[Problem description]
List all lines of the data that include the string "Composed".

++++++++

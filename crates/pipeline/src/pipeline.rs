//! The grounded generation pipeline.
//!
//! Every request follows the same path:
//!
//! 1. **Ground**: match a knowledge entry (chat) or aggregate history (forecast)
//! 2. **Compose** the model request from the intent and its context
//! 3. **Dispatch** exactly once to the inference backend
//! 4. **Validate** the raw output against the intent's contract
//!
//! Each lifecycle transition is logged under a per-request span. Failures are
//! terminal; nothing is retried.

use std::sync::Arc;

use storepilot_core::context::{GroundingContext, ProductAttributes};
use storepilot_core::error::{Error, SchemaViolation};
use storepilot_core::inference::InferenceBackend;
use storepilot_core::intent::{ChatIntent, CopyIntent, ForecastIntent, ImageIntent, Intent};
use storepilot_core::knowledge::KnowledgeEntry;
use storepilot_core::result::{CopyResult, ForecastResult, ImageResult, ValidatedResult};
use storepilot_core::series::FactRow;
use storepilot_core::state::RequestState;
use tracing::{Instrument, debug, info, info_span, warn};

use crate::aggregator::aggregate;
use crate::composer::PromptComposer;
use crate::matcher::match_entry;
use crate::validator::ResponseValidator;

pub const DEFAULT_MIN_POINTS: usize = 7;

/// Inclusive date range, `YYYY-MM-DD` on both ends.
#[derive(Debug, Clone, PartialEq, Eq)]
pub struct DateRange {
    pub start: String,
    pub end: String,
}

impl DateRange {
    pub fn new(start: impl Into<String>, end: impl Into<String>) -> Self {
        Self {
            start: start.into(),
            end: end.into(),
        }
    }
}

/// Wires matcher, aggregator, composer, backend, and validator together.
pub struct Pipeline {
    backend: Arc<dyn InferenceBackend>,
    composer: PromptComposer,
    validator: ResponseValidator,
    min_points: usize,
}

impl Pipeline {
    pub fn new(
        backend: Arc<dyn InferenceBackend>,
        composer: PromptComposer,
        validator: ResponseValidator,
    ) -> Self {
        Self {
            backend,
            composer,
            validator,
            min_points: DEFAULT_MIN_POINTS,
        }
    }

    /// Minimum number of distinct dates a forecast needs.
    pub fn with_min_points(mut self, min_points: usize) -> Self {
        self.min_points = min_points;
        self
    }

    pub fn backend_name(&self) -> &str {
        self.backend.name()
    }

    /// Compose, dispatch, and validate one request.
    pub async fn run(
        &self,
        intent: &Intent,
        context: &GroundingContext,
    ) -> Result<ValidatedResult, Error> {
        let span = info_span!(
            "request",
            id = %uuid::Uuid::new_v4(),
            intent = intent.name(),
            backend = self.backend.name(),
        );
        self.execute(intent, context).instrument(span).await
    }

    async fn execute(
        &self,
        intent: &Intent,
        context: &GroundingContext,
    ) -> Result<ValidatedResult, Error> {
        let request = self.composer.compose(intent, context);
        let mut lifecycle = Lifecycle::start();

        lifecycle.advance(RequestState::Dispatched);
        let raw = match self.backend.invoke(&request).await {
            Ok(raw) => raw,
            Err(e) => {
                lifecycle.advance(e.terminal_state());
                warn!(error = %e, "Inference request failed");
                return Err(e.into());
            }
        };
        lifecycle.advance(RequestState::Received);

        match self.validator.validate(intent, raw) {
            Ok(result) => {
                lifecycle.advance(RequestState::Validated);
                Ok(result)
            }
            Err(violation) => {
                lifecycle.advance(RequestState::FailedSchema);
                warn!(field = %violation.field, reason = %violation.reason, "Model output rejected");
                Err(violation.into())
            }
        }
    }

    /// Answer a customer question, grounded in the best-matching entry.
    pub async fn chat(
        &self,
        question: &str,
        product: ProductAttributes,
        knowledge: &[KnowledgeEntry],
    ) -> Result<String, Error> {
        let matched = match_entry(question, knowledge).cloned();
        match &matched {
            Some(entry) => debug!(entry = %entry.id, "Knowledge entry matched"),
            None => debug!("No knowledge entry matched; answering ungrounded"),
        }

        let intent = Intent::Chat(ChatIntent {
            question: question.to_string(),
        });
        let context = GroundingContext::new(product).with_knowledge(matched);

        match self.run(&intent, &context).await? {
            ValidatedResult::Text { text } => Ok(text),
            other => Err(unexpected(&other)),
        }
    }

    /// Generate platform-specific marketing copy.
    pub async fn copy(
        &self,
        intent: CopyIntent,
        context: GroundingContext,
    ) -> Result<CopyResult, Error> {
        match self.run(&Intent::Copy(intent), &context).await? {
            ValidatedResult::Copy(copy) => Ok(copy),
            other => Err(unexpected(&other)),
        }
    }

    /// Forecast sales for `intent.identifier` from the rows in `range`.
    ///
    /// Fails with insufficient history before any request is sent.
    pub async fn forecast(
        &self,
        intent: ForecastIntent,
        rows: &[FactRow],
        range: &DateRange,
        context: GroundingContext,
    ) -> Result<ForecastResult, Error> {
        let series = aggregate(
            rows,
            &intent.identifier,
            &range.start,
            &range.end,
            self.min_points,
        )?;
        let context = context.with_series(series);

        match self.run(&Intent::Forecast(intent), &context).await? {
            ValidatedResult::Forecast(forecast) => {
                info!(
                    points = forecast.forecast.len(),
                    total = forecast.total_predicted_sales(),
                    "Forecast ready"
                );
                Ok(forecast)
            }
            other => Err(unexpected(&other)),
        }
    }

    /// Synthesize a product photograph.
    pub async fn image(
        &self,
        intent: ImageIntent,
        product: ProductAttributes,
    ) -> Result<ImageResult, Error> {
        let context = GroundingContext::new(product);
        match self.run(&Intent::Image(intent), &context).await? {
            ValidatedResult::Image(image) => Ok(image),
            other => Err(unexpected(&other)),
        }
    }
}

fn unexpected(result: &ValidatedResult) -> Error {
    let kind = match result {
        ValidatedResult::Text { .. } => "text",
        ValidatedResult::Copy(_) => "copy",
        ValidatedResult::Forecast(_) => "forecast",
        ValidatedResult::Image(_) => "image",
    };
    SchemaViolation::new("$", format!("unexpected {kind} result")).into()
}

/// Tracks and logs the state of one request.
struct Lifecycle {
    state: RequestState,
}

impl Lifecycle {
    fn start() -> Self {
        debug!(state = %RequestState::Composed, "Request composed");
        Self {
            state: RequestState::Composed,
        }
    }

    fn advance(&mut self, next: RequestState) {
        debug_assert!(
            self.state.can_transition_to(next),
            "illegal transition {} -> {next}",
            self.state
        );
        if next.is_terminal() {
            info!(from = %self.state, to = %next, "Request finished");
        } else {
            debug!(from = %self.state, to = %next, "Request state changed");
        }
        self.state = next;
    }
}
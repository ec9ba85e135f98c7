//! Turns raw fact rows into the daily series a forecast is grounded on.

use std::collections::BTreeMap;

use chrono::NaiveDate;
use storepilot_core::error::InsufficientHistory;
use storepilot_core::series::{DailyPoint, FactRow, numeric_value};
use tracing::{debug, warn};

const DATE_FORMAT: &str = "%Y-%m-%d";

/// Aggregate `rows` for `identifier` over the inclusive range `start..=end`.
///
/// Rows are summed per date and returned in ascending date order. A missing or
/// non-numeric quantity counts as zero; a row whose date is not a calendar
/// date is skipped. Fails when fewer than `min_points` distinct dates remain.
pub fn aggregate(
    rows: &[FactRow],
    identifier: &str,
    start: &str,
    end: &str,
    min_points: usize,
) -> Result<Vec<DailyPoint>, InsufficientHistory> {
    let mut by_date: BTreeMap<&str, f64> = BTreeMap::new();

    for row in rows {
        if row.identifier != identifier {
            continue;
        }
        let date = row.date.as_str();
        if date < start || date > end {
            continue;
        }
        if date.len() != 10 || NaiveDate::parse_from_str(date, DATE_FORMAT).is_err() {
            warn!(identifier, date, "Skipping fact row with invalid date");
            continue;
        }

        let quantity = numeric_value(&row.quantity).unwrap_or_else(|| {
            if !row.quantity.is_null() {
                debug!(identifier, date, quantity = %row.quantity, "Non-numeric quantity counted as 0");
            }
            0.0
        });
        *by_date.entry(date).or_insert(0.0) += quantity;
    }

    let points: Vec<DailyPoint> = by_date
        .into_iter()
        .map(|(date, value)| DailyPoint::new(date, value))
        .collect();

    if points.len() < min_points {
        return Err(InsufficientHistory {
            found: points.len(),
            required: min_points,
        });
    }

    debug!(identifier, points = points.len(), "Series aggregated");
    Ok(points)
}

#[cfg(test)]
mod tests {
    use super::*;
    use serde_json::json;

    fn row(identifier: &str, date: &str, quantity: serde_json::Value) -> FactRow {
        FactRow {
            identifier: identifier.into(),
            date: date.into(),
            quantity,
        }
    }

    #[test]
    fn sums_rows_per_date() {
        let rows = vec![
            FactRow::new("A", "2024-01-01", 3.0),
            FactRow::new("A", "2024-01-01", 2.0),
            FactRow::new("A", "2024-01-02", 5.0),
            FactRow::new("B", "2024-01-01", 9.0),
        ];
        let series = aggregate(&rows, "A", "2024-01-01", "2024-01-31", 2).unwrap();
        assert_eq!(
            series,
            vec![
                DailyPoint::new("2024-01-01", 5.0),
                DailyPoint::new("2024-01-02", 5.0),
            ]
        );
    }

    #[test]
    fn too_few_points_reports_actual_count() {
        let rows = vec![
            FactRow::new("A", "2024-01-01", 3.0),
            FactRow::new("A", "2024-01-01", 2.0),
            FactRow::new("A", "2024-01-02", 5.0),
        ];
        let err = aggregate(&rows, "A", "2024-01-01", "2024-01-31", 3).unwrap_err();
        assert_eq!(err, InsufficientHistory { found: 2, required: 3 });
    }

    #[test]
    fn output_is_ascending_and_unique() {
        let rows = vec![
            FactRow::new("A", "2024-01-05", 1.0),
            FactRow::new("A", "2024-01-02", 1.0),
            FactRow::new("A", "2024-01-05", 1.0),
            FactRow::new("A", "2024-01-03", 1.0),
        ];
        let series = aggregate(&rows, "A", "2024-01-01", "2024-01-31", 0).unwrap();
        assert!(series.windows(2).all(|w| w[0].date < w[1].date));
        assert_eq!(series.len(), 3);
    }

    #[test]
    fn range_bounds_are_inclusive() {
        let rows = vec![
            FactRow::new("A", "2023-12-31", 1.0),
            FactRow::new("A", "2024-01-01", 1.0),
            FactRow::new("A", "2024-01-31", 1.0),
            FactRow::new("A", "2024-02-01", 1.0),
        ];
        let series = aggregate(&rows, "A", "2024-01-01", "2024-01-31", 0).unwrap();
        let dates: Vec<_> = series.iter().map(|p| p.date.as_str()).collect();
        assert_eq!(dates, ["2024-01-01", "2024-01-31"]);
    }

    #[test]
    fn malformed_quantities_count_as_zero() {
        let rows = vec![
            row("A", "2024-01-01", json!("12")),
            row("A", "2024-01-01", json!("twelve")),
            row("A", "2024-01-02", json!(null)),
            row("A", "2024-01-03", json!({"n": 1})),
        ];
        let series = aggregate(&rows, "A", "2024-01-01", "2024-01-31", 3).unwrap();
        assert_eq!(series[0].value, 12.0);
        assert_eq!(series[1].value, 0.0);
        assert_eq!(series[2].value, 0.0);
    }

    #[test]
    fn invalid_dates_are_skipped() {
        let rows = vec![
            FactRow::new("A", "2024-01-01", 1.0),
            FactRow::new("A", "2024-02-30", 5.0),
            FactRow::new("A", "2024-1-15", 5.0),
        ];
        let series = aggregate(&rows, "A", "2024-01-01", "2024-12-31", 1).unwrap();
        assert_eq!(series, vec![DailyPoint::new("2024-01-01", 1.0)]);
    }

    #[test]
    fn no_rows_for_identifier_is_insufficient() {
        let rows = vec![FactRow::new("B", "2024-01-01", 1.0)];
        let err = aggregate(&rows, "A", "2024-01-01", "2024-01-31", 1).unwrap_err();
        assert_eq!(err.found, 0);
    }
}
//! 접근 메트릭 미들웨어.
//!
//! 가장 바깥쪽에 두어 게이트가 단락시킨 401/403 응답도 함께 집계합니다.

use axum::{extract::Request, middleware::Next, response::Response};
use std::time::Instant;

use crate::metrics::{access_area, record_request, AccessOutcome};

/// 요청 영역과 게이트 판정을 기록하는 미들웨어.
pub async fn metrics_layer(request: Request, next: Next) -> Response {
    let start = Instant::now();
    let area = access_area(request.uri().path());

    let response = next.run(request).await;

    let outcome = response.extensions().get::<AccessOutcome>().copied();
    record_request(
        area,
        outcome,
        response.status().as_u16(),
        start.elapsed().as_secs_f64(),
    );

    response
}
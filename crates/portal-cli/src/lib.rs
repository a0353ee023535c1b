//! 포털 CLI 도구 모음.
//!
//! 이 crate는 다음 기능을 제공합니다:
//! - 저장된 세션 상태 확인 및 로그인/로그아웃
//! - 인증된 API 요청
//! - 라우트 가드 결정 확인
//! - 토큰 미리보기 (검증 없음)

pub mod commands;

++++++++

[Written reply]
        debug!(state = %RequestState::Composed, "Request composed");
            state: RequestState::Composed,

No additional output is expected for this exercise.